CliqBit co-founders Hannah Wei and Olivia Joslin.
CliqBit co-founders Hannah Wei and Olivia Joslin. Photo provided by CliqBit.

This is a First Look: It’s the first time any news outlet or blog has covered this startup. You can read more First Looks here. (We do this a lot.)

For young women like Olivia Joslin and Hannah Wei, posting to social media platforms like Instagram can feel like a job, where perfection and vanity reign supreme and a whole etiquette has emerged on how to compliment your peers’ agonizingly choreographed selfies. Don’t believe me? Just listen to this This American Life episode from November. Or check out this screed from Australian teenager Essena O’Neil, who accrued 612,000 followers in Instagram and later decried social media as fake, revealing the sad truth behind her “perfect” photos.

“There’s such vanity and competition, and it really pins women up against each other,” Joslin said. “It has definitely had a negative effect on women in our generation.” That is, Generation Z, the name given to the group of young people who were born after Millennials.

“There’s such vanity and competition, and it really pins women up against each other.”

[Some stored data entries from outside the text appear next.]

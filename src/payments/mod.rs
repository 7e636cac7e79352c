//! Payment fulfilment module.
//!
//! # Data Flow
//! ```text
//! webhook (http::webhook)
//!     → processor.rs (paid? already fulfilled? order or top-up)
//!     → reseller::ResellerClient
//!     → store.rs (OrderRecord / TopupRecord)
//! ```

pub mod processor;
pub mod store;
pub mod types;

pub use processor::{process_payment, Fulfilment, FulfilmentError};
pub use store::{InMemoryOrderStore, OrderRecord, OrderStore, StoreError, TopupRecord, TransactionKind};
pub use types::PaymentEvent;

Joslin and Wei, who are both Wellesley College students, told BostInno they came up with the idea for their new social media app CliqBit, which is available on iOS now, after realizing there wasn’t a social media alternative that provided a happy medium between platforms like Facebook and Instagram that promote permanence and a platform like Snapchat, where everything is temporary. Most importantly, Joslin and Wei wanted to create a safe haven where friends could just focus on the silly moments of life and leave the seriousness out.

Joslin and Wei said the idea for CliqBit first occurred to them after they experienced a hilarious yet unfortunate moment where Wei fell, dropped all of her books and slipped down the entirety of icy hill. And this happened while one of the only men on the all-women campus—the handsome campus police officer, as they described him—watched the moment that seemed like it came out straight out of a movie. Their biggest regret? No one filmed the incident, which would have made for a great first post on a social media platform dedicated to silly moments.

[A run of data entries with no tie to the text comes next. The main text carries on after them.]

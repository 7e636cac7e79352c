//! Idempotency keys for mutating upstream calls.
//!
//! Every call returns a fresh key. A logical operation that may be retried
//! (or redelivered) must generate its key once and reuse it.

use std::fmt::Display;
use std::time::{SystemTime, UNIX_EPOCH};

const TOKEN_ALPHABET: &[u8; 36] = b"0123456789abcdefghijklmnopqrstuvwxyz";
const TOKEN_LEN: usize = 6;

/// `"{prefix}-{parts joined by '-'}-{unix_millis}-{random}"`.
pub fn generate_idempotency_key<I, D>(prefix: &str, parts: I) -> String
where
    I: IntoIterator<Item = D>,
    D: Display,
{
    let joined = parts
        .into_iter()
        .map(|p| p.to_string())
        .collect::<Vec<_>>()
        .join("-");
    let millis = SystemTime::now()
        .duration_since(UNIX_EPOCH)
        .unwrap_or_default()
        .as_millis();

    format!("{}-{}-{}-{}", prefix, joined, millis, random_token())
}

fn random_token() -> String {
    (0..TOKEN_LEN)
        .map(|_| TOKEN_ALPHABET[fastrand::usize(..TOKEN_ALPHABET.len())] as char)
        .collect()
}

#[cfg(test)]
mod tests {
    use super::*;

    #[test]
    fn test_keys_are_fresh() {
        let a = generate_idempotency_key("order", ["pkg123", "user@x.com"]);
        let b = generate_idempotency_key("order", ["pkg123", "user@x.com"]);

        assert_ne!(a, b);
        assert!(a.starts_with("order-pkg123-user@x.com-"));
        assert!(b.starts_with("order-pkg123-user@x.com-"));
    }

    #[test]
    fn test_key_layout() {
        let key = generate_idempotency_key("topup", [42, 7]);
        let rest = key.strip_prefix("topup-42-7-").unwrap();
        let (millis, token) = rest.split_once('-').unwrap();

        assert!(millis.parse::<u128>().unwrap() > 1_600_000_000_000);
        assert_eq!(token.len(), TOKEN_LEN);
        assert!(token.chars().all(|c| c.is_ascii_digit() || c.is_ascii_lowercase()));
    }

    #[test]
    fn test_no_parts() {
        let key = generate_idempotency_key("order", Vec::<String>::new());
        assert!(key.starts_with("order--"));
    }

    #[test]
    fn test_same_millisecond_keys_differ() {
        let keys: std::collections::HashSet<_> = (0..200)
            .map(|_| generate_idempotency_key("order", ["pkg"]))
            .collect();
        assert_eq!(keys.len(), 200);
    }
}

“We’re encouraging the more casual side of social media,” Wei said. Even if it means the retelling of someone hilariously slipping down an icy hill.

A screenshot of ClipBit.
A screenshot of ClipBit.

As described by Joslin and Wei, CliqBit works a little bit like Facebook and other platforms in that you have your own feed of content posted by your friends, but it also has features similar to those found in Snapchat, Instagram and elsewhere. For one, any post you make can be set to permanent or last just a few seconds or 48 hours. There’s different kinds of post types, ranging from status updates and photos to features not available on the aforementioned social media platforms, like the ability to create your own memes or stop-motion videos

Like Instagram, there’s also a popular posts tab, but unlike Instagram and Facebook, the app’s own version of “likes,” called “cheers”, is only visible to the user that receives them.

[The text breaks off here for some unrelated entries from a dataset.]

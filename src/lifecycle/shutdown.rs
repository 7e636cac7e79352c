//! Shutdown coordination for the gateway.

use tokio::sync::broadcast;

/// Coordinator for graceful shutdown.
///
/// Long-running tasks (the HTTP server, the metrics exporter) subscribe and
/// stop when the signal fires.
#[derive(Clone)]
pub struct Shutdown {
    tx: broadcast::Sender<()>,
}

impl Shutdown {
    pub fn new() -> Self {
        let (tx, _) = broadcast::channel(1);
        Self { tx }
    }

    pub fn subscribe(&self) -> broadcast::Receiver<()> {
        self.tx.subscribe()
    }

    /// Fire the signal. Subscribers that already stopped are ignored.
    pub fn trigger(&self) {
        let _ = self.tx.send(());
    }

    /// Subscribers still listening.
    pub fn receiver_count(&self) -> usize {
        self.tx.receiver_count()
    }
}

impl Default for Shutdown {
    fn default() -> Self {
        Self::new()
    }
}

#[cfg(test)]
mod tests {
    use super::*;

    #[tokio::test]
    async fn test_trigger_reaches_every_subscriber() {
        let shutdown = Shutdown::new();
        let mut a = shutdown.subscribe();
        let mut b = shutdown.clone().subscribe();
        assert_eq!(shutdown.receiver_count(), 2);

        shutdown.trigger();

        assert!(a.recv().await.is_ok());
        assert!(b.recv().await.is_ok());
    }

    #[test]
    fn test_trigger_without_subscribers() {
        Shutdown::new().trigger();
    }
}
//! Configuration schema definitions.
//!
//! This module defines the complete configuration structure for the gateway.
//! All types derive Serde traits for deserialization from config files.

use serde::{Deserialize, Serialize};

/// Root configuration for the gateway.
#[derive(Debug, Clone, Deserialize, Serialize, Default)]
#[serde(default)]
pub struct GatewayConfig {
    /// Inbound HTTP server.
    pub server: ServerConfig,

    /// Connectivity reseller API.
    pub reseller: ResellerConfig,

    /// Payment webhook and order storage.
    pub payments: PaymentConfig,

    /// Observability settings.
    pub observability: ObservabilityConfig,
}

/// Inbound HTTP server configuration.
#[derive(Debug, Clone, Deserialize, Serialize)]
#[serde(default)]
pub struct ServerConfig {
    /// Bind address (e.g., "0.0.0.0:8080").
    pub bind_address: String,

    /// Request timeout (total time for request/response) in seconds.
    pub request_timeout_secs: u64,

    /// Bearer key browser sessions present to the proxy routes.
    #[serde(skip_serializing)]
    pub api_key: String,
}

impl Default for ServerConfig {
    fn default() -> Self {
        Self {
            bind_address: "0.0.0.0:8080".to_string(),
            request_timeout_secs: 60,
            // WARNING: This is a placeholder! Set GATEWAY_API_KEY in production.
            api_key: String::new(),
        }
    }
}

/// Reseller API configuration.
#[derive(Debug, Clone, Deserialize, Serialize)]
#[serde(default)]
pub struct ResellerConfig {
    /// API root, e.g. "https://partners-api.example.com/v2".
    pub base_url: String,

    /// OAuth client ID. Usually supplied via `RESELLER_CLIENT_ID`.
    pub client_id: String,

    /// OAuth client secret. Only ever supplied via `RESELLER_CLIENT_SECRET`.
    #[serde(skip_serializing)]
    pub client_secret: String,

    /// Seconds shaved off the token lifetime before it is considered expired.
    pub token_refresh_margin_secs: u64,

    /// Per-attempt HTTP timeout in seconds.
    pub attempt_timeout_secs: u64,

    /// Retry profiles per operation family.
    pub retry: RetryProfilesConfig,
}

impl Default for ResellerConfig {
    fn default() -> Self {
        Self {
            base_url: "http://localhost:9000".to_string(),
            client_id: String::new(),
            client_secret: String::new(),
            token_refresh_margin_secs: 60,
            attempt_timeout_secs: 30,
            retry: RetryProfilesConfig::default(),
        }
    }
}

/// Retry configuration for one kind of call.
#[derive(Debug, Clone, PartialEq, Eq, Deserialize, Serialize)]
#[serde(default)]
pub struct RetryConfig {
    /// Retries after the first attempt.
    pub max_retries: u32,

    /// Base delay for exponential backoff in milliseconds.
    pub initial_delay_ms: u64,

    /// Maximum delay for exponential backoff in milliseconds.
    pub max_delay_ms: u64,

    /// Retry on HTTP 5xx.
    pub retry_on_5xx: bool,

    /// Retry when no response was received.
    pub retry_on_network_error: bool,

    /// Optional overall budget for the call in milliseconds, sleeps included.
    pub deadline_ms: Option<u64>,
}

impl Default for RetryConfig {
    fn default() -> Self {
        Self {
            max_retries: 3,
            initial_delay_ms: 1000,
            max_delay_ms: 10_000,
            retry_on_5xx: true,
            retry_on_network_error: true,
            deadline_ms: None,
        }
    }
}

impl RetryConfig {
    fn profile(max_retries: u32, initial_delay_ms: u64, max_delay_ms: u64) -> Self {
        Self {
            max_retries,
            initial_delay_ms,
            max_delay_ms,
            ..Self::default()
        }
    }
}

/// Retry profiles used by the reseller client.
#[derive(Debug, Clone, Deserialize, Serialize)]
#[serde(default)]
pub struct RetryProfilesConfig {
    /// Token acquisition.
    pub token: RetryConfig,

    /// Read-only lookups (packages, orders, top-ups, usage, proxy).
    pub read: RetryConfig,

    /// Order creation.
    pub order: RetryConfig,

    /// Top-up creation.
    pub topup: RetryConfig,
}

impl Default for RetryProfilesConfig {
    fn default() -> Self {
        Self {
            token: RetryConfig::profile(2, 1000, 5000),
            read: RetryConfig::profile(2, 1000, 10_000),
            order: RetryConfig::profile(3, 1500, 10_000),
            topup: RetryConfig::profile(3, 1500, 10_000),
        }
    }
}

impl RetryProfilesConfig {
    /// Profiles with their names, for validation and logging.
    pub fn named(&self) -> [(&'static str, &RetryConfig); 4] {
        [
            ("token", &self.token),
            ("read", &self.read),
            ("order", &self.order),
            ("topup", &self.topup),
        ]
    }
}

/// Payment webhook configuration.
#[derive(Debug, Clone, Deserialize, Serialize)]
#[serde(default)]
pub struct PaymentConfig {
    /// Enable the payment webhook route.
    pub enabled: bool,

    /// Shared secret expected in `X-Webhook-Secret`.
    #[serde(skip_serializing)]
    pub webhook_secret: String,

    /// JSON file the order store persists to. In-memory only when unset.
    pub store_path: Option<String>,

    /// Currency used when the event does not carry one.
    pub default_currency: String,
}

impl Default for PaymentConfig {
    fn default() -> Self {
        Self {
            enabled: true,
            webhook_secret: String::new(),
            store_path: None,
            default_currency: "EUR".to_string(),
        }
    }
}

/// Observability configuration.
#[derive(Debug, Clone, Deserialize, Serialize)]
#[serde(default)]
pub struct ObservabilityConfig {
    /// Log level (trace, debug, info, warn, error).
    pub log_level: String,

    /// Enable metrics endpoint.
    pub metrics_enabled: bool,

    /// Metrics endpoint bind address.
    pub metrics_address: String,
}

impl Default for ObservabilityConfig {
    fn default() -> Self {
        Self {
            log_level: "info".to_string(),
            metrics_enabled: false,
            metrics_address: "0.0.0.0:9090".to_string(),
        }
    }
}

#[cfg(test)]
mod tests {
    use super::*;

    #[test]
    fn test_default_profiles() {
        let profiles = RetryProfilesConfig::default();
        assert_eq!(profiles.token.max_retries, 2);
        assert_eq!(profiles.token.max_delay_ms, 5000);
        assert_eq!(profiles.order.initial_delay_ms, 1500);
        assert_eq!(profiles.topup.max_retries, 3);
        assert!(profiles.read.retry_on_5xx);
    }

    #[test]
    fn test_minimal_toml() {
        let config: GatewayConfig = toml::from_str(
            r#"
            [reseller]
            base_url = "https://reseller.test/v2"

            [reseller.retry.order]
            max_retries = 5
            "#,
        )
        .unwrap();

        assert_eq!(config.reseller.base_url, "https://reseller.test/v2");
        assert_eq!(config.reseller.retry.order.max_retries, 5);
        // Unspecified fields of a partially-given profile fall back to RetryConfig defaults.
        assert_eq!(config.reseller.retry.order.initial_delay_ms, 1000);
        assert_eq!(config.reseller.retry.token.max_retries, 2);
        assert_eq!(config.server.bind_address, "0.0.0.0:8080");
    }

    #[test]
    fn test_secrets_not_serialized() {
        let mut config = GatewayConfig::default();
        config.reseller.client_secret = "hunter2".to_string();
        config.payments.webhook_secret = "whsec".to_string();

        let rendered = toml::to_string(&config).unwrap();
        assert!(!rendered.contains("hunter2"));
        assert!(!rendered.contains("whsec"));
    }
}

“Our ‘cheers’ are only seen by the creator of the post so we want to shift the way social media is heading,” Wei said, adding that it creates less of a competition between friends.

CliqBit also lets you create your own custom groups of friends, called “cliqs,” that you can directly post to. When I asked Joslin and Wei about the issue of posting items that some friends may not find funny or actually offensive, they said they built the “cliqs” feature with that in mind, knowing that everyone has their own sense of humor. It’s also just good for those inside jokes no one else will understand.

Joslin and Wei also acknowledged that while they’re intend the app to be a haven for funny happenings and silly things, they won’t have much control over the tone of the content created by their users. Joslin said they won’t regulate any posts as long as it doesn’t break the app’s policies, but that more importantly, by promoting and marketing a culture of lightheartedness, it will create a precedent for how the users act.

For any actual abuse that happens on CliqBit, such as cyberbullying, Joslin and Wei said they have their own admin app that lets them easily monitor any posts that have been flagged.

While the app will be free for users, Joslin and Wei said they do plan to monetize the platform with ads that fit the tone of the platform and a pro account option that would come with extra features and create a new way for comedians to reach their audience.